This page contains the code and data for the reproduction paper for the 2022 ReproGen shared task. For this task we tried to exactly reproduce the work by Santhanam and Shaikh (2019). Parts of the data and code here are a reproduction of their work. See the README in the directories for more precise instructions.
We used the stimuli from the original paper (Santhanam & Shaikh (2019), https://github.com/sashank06/INLG_eval) that were also used for the participant surveys to calculate automatic metrics. See the directory for more information on the automatic metrics.
This directory contains the data we have obtained throughout the experiment.
Code in this directory explores the reliability of our participants' scores.
Contains the pdf and qsf files of our experiment in Qualtrics. The stimuli that we have used are provided by Santhanam & Shaikh (2019).
The statistics directory contains the code needed to run the statistics. These are either directly adopted from Santhanam & Shaikh (2019) or slightly adapted.
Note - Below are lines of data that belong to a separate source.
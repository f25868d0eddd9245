//! Splitting algorithms: renumbering utilities, per-partition mesh
//! extraction, field splitters and the bundle assembler.

pub mod distribute;
pub mod field_split;
pub mod node_field;
pub mod renumber;
pub mod submesh;

pub use distribute::{ProfiledCellPolicy, SplitConfig, split_into_bundles, split_partition};
pub use field_split::{PartitionContext, StepSplitter, step_splitter};
pub use node_field::{NodeFieldCache, NodeFieldKey, NodeProfileResolution, ResolvedNodeProfile};
pub use renumber::{NodeMaps, canonical_cell_order, compact_nodes};
pub use submesh::{MeshPart, entities_fully_in_node_set, split_mesh_levels};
Santhanam, S., & Shaikh, S. (2019). Towards Best Experiment Design for Evaluating Dialogue System Output. In Proceedings of the 12th International Conference on Natural Language Generation, pages 88–94, Tokyo, Japan. Association for Computational Linguistics.
The parts that are our code fall under a MIT license (outlier code, parts of the automatic code and parts of the statistics). Parts that are adopted from others fall under their respective licenses. All the stimuli and parts of the code are taken from https://github.com/sashank06/INLG_eval.